Mixing Traditional Methods with Neural Networks for Gender Prediction

0 Rick Kosse , Youri Schuur and Guido Cnossen 1 University of Groningen , Groningen , The Netherlands

2018

In this paper we describe our participation in the PAN 2018 shared task on Author Profiling, identifying author's gender by Tweets and images for English, Spanish and Arabic. We focused only on the textual data and left images out of scope. Our submitted model is a small feed-forward neural network. While in previous work neural networks are often used in combination with word embeddings, our best-performing system used only unigrams as features. In an unofficial run, we show that extracting information from DBpedia can improve the performance. On the PAN 2018 test set our model achieved a score of 0.807, 0.792 and 0.792 for English, Arabic and Spanish respectively. With an average score of 0.797 we conclude that our model is quite robust among all three languages.

1 Introduction

In recent years, author profiling has become increasingly important in daily life. Everyone who publishes text or pictures on social media can be considered an author these days. Where in the past profiling was done by hand, today we take advantage of smart technology. This technology helps us in distinguishing fake news or identifying terrorism threats on social media.

It is interesting how language usage reflects basic social and personality processes and how this reflection can help us to identify gender in social media. Adjacent to this topic, PAN [ 19 ] has organized several shared tasks with the the focus on author profiling [ 15,16,14 ] in social media. In past series of this shared task, PAN has focused on traits like gender, age, personality type and language variety [ 14 ]. This year’s author profiling task is to identify the gender of Twitter users.1 New this year are additional images that (next to the textual Tweets) can help to identify gender. This year’s task is for three different languages: Arabic, English and Spanish [ 13 ].

We experimented with basic bag-of-words features combined with neural networks, an unusual combination. Although this task provided three different languages we decided to make a single model for all the languages, though trained on the specific language data. We only used the textual data and left images out of scope. In addition, we also experimented with automatically extracting DBpedia features, but the submitted 1 https://pan.webis.de/clef18/pan18-web/author-profiling.html system does not include these features due to lack of time. Therefore, this part of the system and the corresponding scores remain unofficial.

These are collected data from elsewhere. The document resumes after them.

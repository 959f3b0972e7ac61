use actix_web::{get, web, HttpResponse};

use crate::state::AppState;
use crate::view::PageContext;

/// GET / - empty summarize form
#[get("/")]
pub async fn index(state: web::Data<AppState>) -> actix_web::Result<HttpResponse> {
    let page = PageContext {
        selected_length: "2".to_string(),
        selected_mode: "paragraph".to_string(),
        max_input_length: state.config.max_input_length,
        ..Default::default()
    };

    let html = state
        .renderer
        .render_index(&page)
        .map_err(actix_web::error::ErrorInternalServerError)?;

    Ok(HttpResponse::Ok().content_type("text/html; charset=utf-8").body(html))
}
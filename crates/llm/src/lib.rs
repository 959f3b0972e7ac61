//! TextBrief LLM Integration
//!
//! Prompt construction and the Gemini / OpenRouter summarization clients

mod client;
mod gemini;
mod llm_trait;
mod openrouter;
mod prompts;
mod summarize;
mod types;

pub use client::build_provider;
pub use gemini::GeminiClient;
pub use llm_trait::SummaryProvider;
pub use openrouter::OpenRouterClient;
pub use prompts::{build_prompt, format_clause, length_clause, FAITHFULNESS_DIRECTIVE, SOURCE_DELIMITER};
pub use summarize::Summarizer;
pub use types::{
    ChatCompletionRequest, ChatCompletionResponse, FormatMode, GeminiRequest, GeminiResponse,
    LengthTier, SummaryRequest, SummaryResult,
};
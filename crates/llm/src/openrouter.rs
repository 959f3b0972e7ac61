use async_trait::async_trait;
use reqwest::Client;
use textbrief_common::{ProviderKind, ProviderSettings, Result};
use tracing::debug;

use crate::client::{build_http_client, map_transport_error, parse_body, read_success_body, require_api_key};
use crate::llm_trait::SummaryProvider;
use crate::types::{ChatCompletionRequest, ChatCompletionResponse};

/// OpenRouter chat completions client
#[derive(Debug, Clone)]
pub struct OpenRouterClient {
    settings: ProviderSettings,
    client: Client,
}

impl OpenRouterClient {
    /// Create new OpenRouter client
    pub fn new(settings: ProviderSettings) -> Result<Self> {
        let client = build_http_client(&settings)?;
        Ok(Self { settings, client })
    }
}

#[async_trait]
impl SummaryProvider for OpenRouterClient {
    fn kind(&self) -> ProviderKind {
        ProviderKind::OpenRouter
    }

    fn model(&self) -> &str {
        &self.settings.model
    }

    fn has_credential(&self) -> bool {
        self.settings.has_api_key()
    }

    async fn try_summarize(&self, prompt: &str) -> Result<String> {
        let api_key = require_api_key(&self.settings)?;
        let url = format!("{}/chat/completions", self.settings.base_url);

        let request = ChatCompletionRequest::new(
            &self.settings.model,
            prompt,
            self.settings.temperature,
            self.settings.max_output_tokens,
        );

        debug!(
            "Sending chat completion request - Model: {}, Prompt length: {}",
            self.settings.model,
            prompt.len()
        );

        let response = self
            .client
            .post(url)
            .bearer_auth(api_key)
            .header("HTTP-Referer", &self.settings.app_referer)
            .header("X-Title", &self.settings.app_title)
            .json(&request)
            .send()
            .await
            .map_err(map_transport_error)?;

        let body = read_success_body(response).await?;
        parse_body::<ChatCompletionResponse>(&body)?.into_text()
    }
}

#[cfg(test)]
mod tests {
    use super::*;
    use std::time::Duration;
    use wiremock::matchers::{body_partial_json, header, method, path};
    use wiremock::{Mock, MockServer, ResponseTemplate};

    fn make_client(base_url: &str, api_key: Option<&str>) -> OpenRouterClient {
        OpenRouterClient::new(ProviderSettings {
            kind: ProviderKind::OpenRouter,
            api_key: api_key.map(str::to_string),
            model: "openai/gpt-4o-mini".to_string(),
            base_url: base_url.to_string(),
            timeout: Duration::from_secs(5),
            temperature: 0.7,
            max_output_tokens: 2048,
            app_referer: "http://localhost:5000".to_string(),
            app_title: "TextBrief".to_string(),
        })
        .unwrap()
    }

    #[tokio::test]
    async fn test_summarize_success_sends_identifying_headers() {
        let server = MockServer::start().await;

        Mock::given(method("POST"))
            .and(path("/chat/completions"))
            .and(header("authorization", "Bearer or-key"))
            .and(header("HTTP-Referer", "http://localhost:5000"))
            .and(header("X-Title", "TextBrief"))
            .and(body_partial_json(serde_json::json!({
                "model": "openai/gpt-4o-mini",
                "messages": [{ "role": "user", "content": "the prompt" }],
                "max_tokens": 2048
            })))
            .respond_with(ResponseTemplate::new(200).set_body_json(serde_json::json!({
                "id": "gen-1",
                "choices": [{
                    "index": 0,
                    "message": { "role": "assistant", "content": "1. First takeaway" },
                    "finish_reason": "stop"
                }]
            })))
            .expect(1)
            .mount(&server)
            .await;

        let result = make_client(&server.uri(), Some("or-key"))
            .summarize("the prompt")
            .await;

        assert!(result.succeeded);
        assert_eq!(result.text, "1. First takeaway");
    }

    #[tokio::test]
    async fn test_missing_key_makes_no_request() {
        let server = MockServer::start().await;

        Mock::given(method("POST"))
            .respond_with(ResponseTemplate::new(200))
            .expect(0)
            .mount(&server)
            .await;

        let result = make_client(&server.uri(), None).summarize("the prompt").await;

        assert!(!result.succeeded);
        assert!(result
            .error_message
            .unwrap()
            .contains("OPENROUTER_API_KEY"));

        server.verify().await;
    }

    #[tokio::test]
    async fn test_provider_error_message() {
        let server = MockServer::start().await;

        Mock::given(method("POST"))
            .and(path("/chat/completions"))
            .respond_with(ResponseTemplate::new(401).set_body_json(serde_json::json!({
                "error": { "message": "No auth credentials found", "code": 401 }
            })))
            .mount(&server)
            .await;

        let result = make_client(&server.uri(), Some("or-key"))
            .summarize("the prompt")
            .await;

        assert_eq!(
            result.error_message.as_deref(),
            Some("API Error (HTTP 401): No auth credentials found")
        );
    }

    #[tokio::test]
    async fn test_non_json_success_body_is_malformed() {
        let server = MockServer::start().await;

        Mock::given(method("POST"))
            .and(path("/chat/completions"))
            .respond_with(ResponseTemplate::new(200).set_body_string("<html>oops</html>"))
            .mount(&server)
            .await;

        let result = make_client(&server.uri(), Some("or-key"))
            .summarize("the prompt")
            .await;

        assert!(!result.succeeded);
        assert!(result
            .error_message
            .unwrap()
            .starts_with("Unexpected API response format"));
    }

    #[tokio::test]
    async fn test_empty_choices_is_malformed() {
        let server = MockServer::start().await;

        Mock::given(method("POST"))
            .and(path("/chat/completions"))
            .respond_with(
                ResponseTemplate::new(200).set_body_json(serde_json::json!({ "choices": [] })),
            )
            .mount(&server)
            .await;

        let result = make_client(&server.uri(), Some("or-key"))
            .summarize("the prompt")
            .await;

        assert_eq!(
            result.error_message.as_deref(),
            Some("Unexpected API response format: missing 'choices[0]'")
        );
    }
}
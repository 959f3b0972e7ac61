mod generate;
mod home;
mod system;
mod wordcount;

pub use generate::{form_config, generate_summary};
pub use home::index;
pub use system::health;
pub use wordcount::word_count;
use anyhow::Result;
use clap::{Parser, Subcommand};
use std::path::PathBuf;
use textbrief_common::{logger, AppConfig};

/// Find project root by looking for .git directory
fn find_project_root() -> Option<PathBuf> {
    let mut current_dir = std::env::current_dir().ok()?;

    loop {
        if current_dir.join(".git").exists() {
            return Some(current_dir);
        }

        if !current_dir.pop() {
            break;
        }
    }

    None
}

/// Load .env file from project root
fn load_dotenv_from_project_root() {
    match find_project_root().map(|root| root.join(".env")) {
        Some(env_path) if env_path.exists() => {
            dotenv::from_path(&env_path).ok();
        }
        _ => {
            dotenv::dotenv().ok();
        }
    }
}

#[derive(Parser)]
#[command(name = "textbrief")]
#[command(about = "TextBrief - LLM-backed text summarizer with word statistics", long_about = None)]
struct Cli {
    #[command(subcommand)]
    command: Option<Commands>,
}

#[derive(Subcommand)]
enum Commands {
    /// Start the HTTP server
    Serve {
        /// Host to bind to
        #[arg(long)]
        host: Option<String>,

        /// Port to bind to
        #[arg(long)]
        port: Option<u16>,

        /// Summary provider (gemini or openrouter)
        #[arg(long)]
        provider: Option<String>,
    },
}

async fn serve(config: AppConfig) -> Result<()> {
    config.validate()?;
    logger::setup_logging(&config.log_dir, &config.log_level)?;

    tracing::info!("TextBrief starting...");
    tracing::info!("  Provider: {}", config.provider);
    tracing::info!("  Max input length: {} characters", config.max_input_length);
    tracing::info!("  Request timeout: {}s", config.request_timeout_secs);

    println!("Server listening on http://{}", config.server_bind_address());

    textbrief_server::start_server(config).await?;
    Ok(())
}

#[tokio::main]
async fn main() -> Result<()> {
    let cli = Cli::parse();

    // Load .env early so CLI overrides below win over file values
    load_dotenv_from_project_root();

    match cli.command {
        Some(Commands::Serve { host, port, provider }) => {
            if let Some(host) = &host {
                std::env::set_var("SERVER_HOST", host);
            }
            if let Some(port) = port {
                std::env::set_var("SERVER_PORT", port.to_string());
            }
            if let Some(provider) = &provider {
                std::env::set_var("SUMMARY_PROVIDER", provider);
            }

            serve(AppConfig::from_env()?).await
        }
        None => serve(AppConfig::from_env()?).await,
    }
}
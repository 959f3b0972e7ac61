use serde::{Deserialize, Serialize};
use textbrief_common::{count_characters, Result, TextBriefError};

/// Target summary length
#[derive(Debug, Clone, Copy, PartialEq, Eq, Default, Serialize, Deserialize)]
#[serde(rename_all = "lowercase")]
pub enum LengthTier {
    Short,
    #[default]
    Medium,
    Long,
}

impl LengthTier {
    /// Parse a form value ("1", "2", "3" or a tier name); anything else is Medium
    pub fn from_form_value(value: &str) -> Self {
        match value.trim() {
            "1" | "short" => Self::Short,
            "3" | "long" => Self::Long,
            _ => Self::Medium,
        }
    }

    /// Value the form posts for this tier
    pub fn form_value(&self) -> &'static str {
        match self {
            Self::Short => "1",
            Self::Medium => "2",
            Self::Long => "3",
        }
    }
}

/// Output shape of the summary
#[derive(Debug, Clone, Copy, PartialEq, Eq, Default, Serialize, Deserialize)]
#[serde(rename_all = "lowercase")]
pub enum FormatMode {
    #[default]
    Paragraph,
    Bullets,
    Takeaways,
}

impl FormatMode {
    /// Parse a form value; anything unrecognized is Paragraph
    pub fn from_form_value(value: &str) -> Self {
        match value.trim() {
            "bullets" => Self::Bullets,
            "takeaways" => Self::Takeaways,
            _ => Self::Paragraph,
        }
    }

    pub fn form_value(&self) -> &'static str {
        match self {
            Self::Paragraph => "paragraph",
            Self::Bullets => "bullets",
            Self::Takeaways => "takeaways",
        }
    }
}

/// A validated summarization request
#[derive(Debug, Clone, PartialEq, Eq)]
pub struct SummaryRequest {
    raw_text: String,
    length_tier: LengthTier,
    format_mode: FormatMode,
}

impl SummaryRequest {
    /// Validate and build a request
    ///
    /// The text is trimmed, then must be non-empty and at most
    /// `max_chars` characters long.
    pub fn new(
        raw_text: &str,
        length_tier: LengthTier,
        format_mode: FormatMode,
        max_chars: usize,
    ) -> Result<Self> {
        let raw_text = raw_text.trim();

        if raw_text.is_empty() {
            return Err(TextBriefError::invalid_input(
                "Please enter some text to summarize.",
            ));
        }

        if count_characters(raw_text) > max_chars {
            return Err(Self::too_long(max_chars));
        }

        Ok(Self {
            raw_text: raw_text.to_string(),
            length_tier,
            format_mode,
        })
    }

    /// Rejection for text over `max_chars` characters
    pub fn too_long(max_chars: usize) -> TextBriefError {
        TextBriefError::invalid_input(format!(
            "Text is too long. Maximum {} characters allowed.",
            max_chars
        ))
    }

    pub fn raw_text(&self) -> &str {
        &self.raw_text
    }

    pub fn length_tier(&self) -> LengthTier {
        self.length_tier
    }

    pub fn format_mode(&self) -> FormatMode {
        self.format_mode
    }
}

/// Normalized outcome of one summarization call
#[derive(Debug, Clone, PartialEq, Eq, Serialize)]
pub struct SummaryResult {
    pub succeeded: bool,

    /// Summary text; empty on failure
    pub text: String,

    pub error_message: Option<String>,
}

impl SummaryResult {
    pub fn success(text: impl Into<String>) -> Self {
        Self {
            succeeded: true,
            text: text.into(),
            error_message: None,
        }
    }

    pub fn failure(message: impl Into<String>) -> Self {
        Self {
            succeeded: false,
            text: String::new(),
            error_message: Some(message.into()),
        }
    }
}

// ---------------------------------------------------------------------------
// Gemini generateContent
// ---------------------------------------------------------------------------

/// Gemini generateContent request
#[derive(Debug, Clone, Serialize)]
#[serde(rename_all = "camelCase")]
pub struct GeminiRequest {
    pub contents: Vec<GeminiContent>,
    pub generation_config: GeminiGenerationConfig,
}

impl GeminiRequest {
    pub fn new(prompt: &str, temperature: f32, max_output_tokens: u32) -> Self {
        Self {
            contents: vec![GeminiContent {
                parts: vec![GeminiPart {
                    text: Some(prompt.to_string()),
                }],
            }],
            generation_config: GeminiGenerationConfig {
                temperature,
                max_output_tokens,
            },
        }
    }
}

/// Generation options
#[derive(Debug, Clone, Serialize)]
#[serde(rename_all = "camelCase")]
pub struct GeminiGenerationConfig {
    pub temperature: f32,
    pub max_output_tokens: u32,
}

#[derive(Debug, Clone, Serialize, Deserialize)]
pub struct GeminiContent {
    #[serde(default)]
    pub parts: Vec<GeminiPart>,
}

#[derive(Debug, Clone, Serialize, Deserialize)]
pub struct GeminiPart {
    #[serde(default, skip_serializing_if = "Option::is_none")]
    pub text: Option<String>,
}

/// Gemini generateContent response
#[derive(Debug, Clone, Deserialize)]
pub struct GeminiResponse {
    #[serde(default)]
    pub candidates: Vec<GeminiCandidate>,
}

#[derive(Debug, Clone, Deserialize)]
pub struct GeminiCandidate {
    #[serde(default)]
    pub content: Option<GeminiContent>,
}

impl GeminiResponse {
    /// Take `candidates[0].content.parts[0].text`
    pub fn into_text(self) -> Result<String> {
        let candidate = self
            .candidates
            .into_iter()
            .next()
            .ok_or_else(|| TextBriefError::malformed_response("missing 'candidates[0]'"))?;
        let content = candidate.content.ok_or_else(|| {
            TextBriefError::malformed_response("missing 'candidates[0].content'")
        })?;
        let part = content.parts.into_iter().next().ok_or_else(|| {
            TextBriefError::malformed_response("missing 'candidates[0].content.parts[0]'")
        })?;
        part.text.ok_or_else(|| {
            TextBriefError::malformed_response("missing 'candidates[0].content.parts[0].text'")
        })
    }
}

// ---------------------------------------------------------------------------
// OpenRouter chat completions
// ---------------------------------------------------------------------------

/// Chat completions request
#[derive(Debug, Clone, Serialize)]
pub struct ChatCompletionRequest {
    pub model: String,
    pub messages: Vec<ChatMessage>,
    pub temperature: f32,
    pub max_tokens: u32,
}

impl ChatCompletionRequest {
    pub fn new(model: &str, prompt: &str, temperature: f32, max_tokens: u32) -> Self {
        Self {
            model: model.to_string(),
            messages: vec![ChatMessage {
                role: "user".to_string(),
                content: Some(prompt.to_string()),
            }],
            temperature,
            max_tokens,
        }
    }
}

#[derive(Debug, Clone, Serialize, Deserialize)]
pub struct ChatMessage {
    #[serde(default)]
    pub role: String,

    #[serde(default)]
    pub content: Option<String>,
}

/// Chat completions response
#[derive(Debug, Clone, Deserialize)]
pub struct ChatCompletionResponse {
    #[serde(default)]
    pub choices: Vec<ChatChoice>,
}

#[derive(Debug, Clone, Deserialize)]
pub struct ChatChoice {
    #[serde(default)]
    pub message: Option<ChatMessage>,
}

impl ChatCompletionResponse {
    /// Take `choices[0].message.content`
    pub fn into_text(self) -> Result<String> {
        let choice = self
            .choices
            .into_iter()
            .next()
            .ok_or_else(|| TextBriefError::malformed_response("missing 'choices[0]'"))?;
        let message = choice.message.ok_or_else(|| {
            TextBriefError::malformed_response("missing 'choices[0].message'")
        })?;
        message.content.ok_or_else(|| {
            TextBriefError::malformed_response("missing 'choices[0].message.content'")
        })
    }
}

In this paper we present a novel approach on the PAN 2018 shared task. We report how our final submitted system works and was optimized. With our submitted system we achieved an average score of 0.797 on the official PAN 2018 test set. For English we achieved a score of 0.807. For both Arabic and Spanish we obtained a score of 0.792. 2

Related Work

In the years that PAN organized the author profiling shared task, many approaches and models haven been submitted. Last year the N-GRAM team won with a straightforward Support Vector Machine (SVM) trained with combinations of character and tf-idf ngrams [ 2 ]. A logistic regression with combinations of character, word and POS n-grams finished in second place [ 8 ]. In third place, a list of words per variety, learned with an SVM [21]. Noticeable is that they all used simple classifiers as an approach for their classification task in combination with traditional characters and word n-grams.

Some deep learning techniques have been applied in last year’s competition, though not with the best results. Word embeddings have been used in combination with a convolutional network [ 18 ], scoring 0.78 on the gender task for English. Another CNN deep learning approach achieved a score of 0.74 on the English gender task with traditional tf-idf n-grams combined with word embeddings [ 17 ]. The approach of [ 9 ] also used word embeddings in combination with character embeddings but with a CNN, RNN, attention mechanism, max-pooling layer, and fully-connected layer. Hereby scoring the best of all the neural network approaches with an average score of 0.813. A different approach was the use of Deep Averaging Networks with character embeddings [ 6 ]. To summarize, word/character embeddings were widely used in combination with neural networks, but their results varied a lot.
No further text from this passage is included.